82906 LIT4934 Myth, Fable, Fantasy M W 1500 1615 Keith Cartwright

This senior seminar will study how imaginative literature constructs virtual realities that allow us to explore, question, challenge, escape, reshape, and navigate-with-a-difference some of the boundaries and assumptions of our “real” worlds. We will access other realms through Joseph Campbell’s comparative study of myths, Sun Ra’s Afro-futurist ideas of “myth science,” core works of the Western canon (from Homer to Shakespeare), American Indian animal fables and medicine tales, Afro-creole “allegories of the wilderness,” Tolkien’s realm of “fairy,” and via fantasy realms and avatars of contemporary media—from Japanese Anime to the apocalyptic souths of The Walking Dead.

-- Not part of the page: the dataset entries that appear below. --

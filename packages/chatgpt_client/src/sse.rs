//! Server-sent-event parsing for conversation replies.
//!
//! The backend streams the reply as `data: <json>` lines, each carrying the
//! cumulative text so far, and ends with `data: [DONE]`.

use serde::Deserialize;
use tracing::debug;

use crate::error::ChatError;

const DONE_MARKER: &str = "[DONE]";

/// Final state of a streamed reply.
#[derive(Clone, Debug, PartialEq, Eq)]
pub struct Reply {
    pub text: String,
    pub conversation_id: Option<String>,
    pub message_id: Option<String>,
}

#[derive(Deserialize)]
struct ReplyEvent {
    #[serde(default)]
    message: Option<ReplyMessage>,
    #[serde(default)]
    conversation_id: Option<String>,
}

#[derive(Deserialize)]
struct ReplyMessage {
    #[serde(default)]
    id: Option<String>,
    #[serde(default)]
    content: Option<ReplyContent>,
}

#[derive(Deserialize)]
struct ReplyContent {
    #[serde(default)]
    parts: Vec<String>,
}

/// Collect the payloads of `data:` lines, stopping at the done marker.
pub fn data_payloads(raw: &str) -> Vec<&str> {
    let mut payloads = Vec::new();
    for line in raw.lines() {
        let Some(data) = line.strip_prefix("data:") else {
            continue;
        };
        let data = data.trim();
        if data == DONE_MARKER {
            break;
        }
        if !data.is_empty() {
            payloads.push(data);
        }
    }
    payloads
}

/// Reduce a full event-stream body to the final reply.
///
/// Events that fail to parse are skipped. The last event carrying text wins;
/// ids are taken from the latest event that carries them.
pub fn parse_reply(raw: &str) -> Result<Reply, ChatError> {
    let mut text: Option<String> = None;
    let mut conversation_id = None;
    let mut message_id = None;

    for payload in data_payloads(raw) {
        let event: ReplyEvent = match serde_json::from_str(payload) {
            Ok(e) => e,
            Err(e) => {
                debug!("Skipping unparsable reply event: {}", e);
                continue;
            }
        };

        if let Some(id) = event.conversation_id {
            conversation_id = Some(id);
        }
        if let Some(message) = event.message {
            if let Some(id) = message.id {
                message_id = Some(id);
            }
            if let Some(part) = message
                .content
                .and_then(|c| c.parts.into_iter().next())
                .filter(|p| !p.is_empty())
            {
                text = Some(part);
            }
        }
    }

    match text {
        Some(text) => Ok(Reply {
            text,
            conversation_id,
            message_id,
        }),
        None => Err(ChatError::EmptyReply),
    }
}
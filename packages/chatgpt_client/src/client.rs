use std::time::Duration;

use reqwest::header;
use serde::Deserialize;
use tracing::{debug, error, info, warn};
use uuid::Uuid;

use crate::backend::ChatBackend;
use crate::conversation::Conversation;
use crate::credentials::Credentials;
use crate::error::ChatError;
use crate::sse;

pub const DEFAULT_BASE_URL: &str = "https://chat.openai.com";
pub const DEFAULT_MODEL: &str = "text-davinci-002-render";
pub const DEFAULT_REQUEST_TIMEOUT: Duration = Duration::from_secs(120);

/// Connection settings that are not secrets.
#[derive(Clone, Debug)]
pub struct ClientOptions {
    /// Scheme and host of the backend, without a trailing slash
    pub base_url: String,
    /// Model name sent with every message
    pub model: String,
    /// Per-request HTTP timeout, `None` to wait indefinitely
    pub request_timeout: Option<Duration>,
}

impl Default for ClientOptions {
    fn default() -> Self {
        Self {
            base_url: DEFAULT_BASE_URL.to_string(),
            model: DEFAULT_MODEL.to_string(),
            request_timeout: Some(DEFAULT_REQUEST_TIMEOUT),
        }
    }
}

#[derive(Deserialize)]
struct SessionResponse {
    #[serde(default, rename = "accessToken")]
    access_token: Option<String>,
}

/// Authenticated client for the ChatGPT web backend.
///
/// Immutable after [`ChatGptClient::authenticate`]; share it behind an `Arc`.
pub struct ChatGptClient {
    http: reqwest::Client,
    credentials: Credentials,
    options: ClientOptions,
    /// Fetched once by `authenticate`; never refreshed
    access_token: String,
}

impl std::fmt::Debug for ChatGptClient {
    fn fmt(&self, f: &mut std::fmt::Formatter<'_>) -> std::fmt::Result {
        f.debug_struct("ChatGptClient")
            .field("credentials", &self.credentials)
            .field("options", &self.options)
            .finish_non_exhaustive()
    }
}

impl ChatGptClient {
    /// Exchange the session cookies for an access token.
    ///
    /// Fails with [`ChatError::AuthenticationFailed`] when the backend does
    /// not hand out a token for these credentials.
    pub async fn authenticate(
        credentials: Credentials,
        options: ClientOptions,
    ) -> Result<Self, ChatError> {
        let mut builder = reqwest::Client::builder();
        if let Some(timeout) = options.request_timeout {
            builder = builder.timeout(timeout);
        }
        let http = builder.build().map_err(ChatError::from_reqwest)?;

        let access_token = fetch_access_token(&http, &credentials, &options.base_url).await?;
        info!("Authenticated with {}", options.base_url);

        Ok(Self {
            http,
            credentials,
            options,
            access_token,
        })
    }

    pub fn options(&self) -> &ClientOptions {
        &self.options
    }

    fn conversation_url(&self) -> String {
        format!("{}/backend-api/conversation", self.options.base_url)
    }

    fn message_body(&self, conversation: &Conversation, text: &str) -> serde_json::Value {
        let mut body = serde_json::json!({
            "action": "next",
            "messages": [{
                "id": Uuid::new_v4().to_string(),
                "role": "user",
                "content": { "content_type": "text", "parts": [text] },
            }],
            "model": self.options.model,
            "parent_message_id": conversation.parent_message_id(),
        });
        if let Some(upstream_id) = conversation.upstream_id() {
            body["conversation_id"] = serde_json::Value::String(upstream_id.to_string());
        }
        body
    }
}

async fn fetch_access_token(
    http: &reqwest::Client,
    credentials: &Credentials,
    base_url: &str,
) -> Result<String, ChatError> {
    let url = format!("{}/api/auth/session", base_url);
    let resp = http
        .get(&url)
        .header(header::COOKIE, credentials.cookie_header())
        .header(header::USER_AGENT, &credentials.user_agent)
        .send()
        .await
        .map_err(ChatError::from_reqwest)?;

    let status = resp.status();
    if !status.is_success() {
        return Err(ChatError::AuthenticationFailed(format!(
            "session endpoint returned HTTP {}",
            status.as_u16()
        )));
    }

    let session: SessionResponse = resp
        .json()
        .await
        .map_err(|e| ChatError::AuthenticationFailed(format!("invalid session response: {e}")))?;

    session
        .access_token
        .filter(|t| !t.is_empty())
        .ok_or_else(|| ChatError::AuthenticationFailed("no access token in session".to_string()))
}

impl ChatBackend for ChatGptClient {
    async fn open_conversation(&self) -> Result<Conversation, ChatError> {
        let conversation = Conversation::new();
        debug!(conversation = %conversation.id(), "Opened conversation");
        Ok(conversation)
    }

    async fn send_message(
        &self,
        conversation: &mut Conversation,
        text: &str,
    ) -> Result<String, ChatError> {
        debug!(
            conversation = %conversation.id(),
            len = text.len(),
            "Sending message upstream"
        );

        let resp = self
            .http
            .post(self.conversation_url())
            .bearer_auth(&self.access_token)
            .header(header::COOKIE, self.credentials.cookie_header())
            .header(header::USER_AGENT, &self.credentials.user_agent)
            .header(header::ACCEPT, "text/event-stream")
            .json(&self.message_body(conversation, text))
            .send()
            .await
            .map_err(ChatError::from_reqwest)?;

        let status = resp.status();
        let body = resp.text().await.map_err(ChatError::from_reqwest)?;
        if !status.is_success() {
            let err = ChatError::from_status(status.as_u16(), &body);
            if err.is_token_rejected() {
                error!(
                    status = status.as_u16(),
                    "Upstream rejected the access token; it is not refreshed, restart the relay to re-authenticate"
                );
            } else {
                warn!(conversation = %conversation.id(), kind = err.error_kind(), "Upstream rejected message");
            }
            return Err(err);
        }

        let reply = sse::parse_reply(&body)?;
        conversation.record_reply(reply.conversation_id, reply.message_id);
        Ok(reply.text)
    }
}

82907 LIT4934 Senior Seminar: Literary Frauds T R 1630 1745 Michael Wiley

One of the uncomfortable secrets of literary studies is that some of the writers whom we praise as the most original and imaginative also have been accused of stealing others’ work or misrepresenting their own roles as authors. S.T. Coleridge, Thomas DeQuincey, and Edgar Allan Poe, for instance, were all notorious plagiarists. In recent years, such widely divergent writers as James Frey (A Million Little Pieces), Dan Brown (The Da Vinci Code), and Stetson Kennedy (The Klan Unmasked) also have been accused of committing literary fraud. This Senior Seminar will ask, what is literary fraud? What is plagiarism, what is forgery, and what is authorial misrepresentation or inauthentic self-representation? We will consider what works by writers such as Aeschylus, Sophocles, William Shakespeare, William Wordsworth, Coleridge, Poe, Heiner Müller and others tell us about our ideas of literary dishonesty and about now standard literary values, such as originality, imagination, authority, authenticity, genius, and personal voice. We also will consider how these values have evolved over time, and how the idea of authorship has come to have the various meanings that it has today.

80734 TPP2100 Acting I M W 1200 1315 Pamela Monteleone

This is a beginning course in the fundamentals of acting. Students learn a working vocabulary and acquire basic skills of the acting process. Through formal and improvisational techniques for developing vocal, physical, and analytical skills associated with behavior-based acting, students explore the imagination as the actor's primary resource for building a character. Emphasis is on relaxation, trust, and mental agility. Some monologue and/or scene work may be required.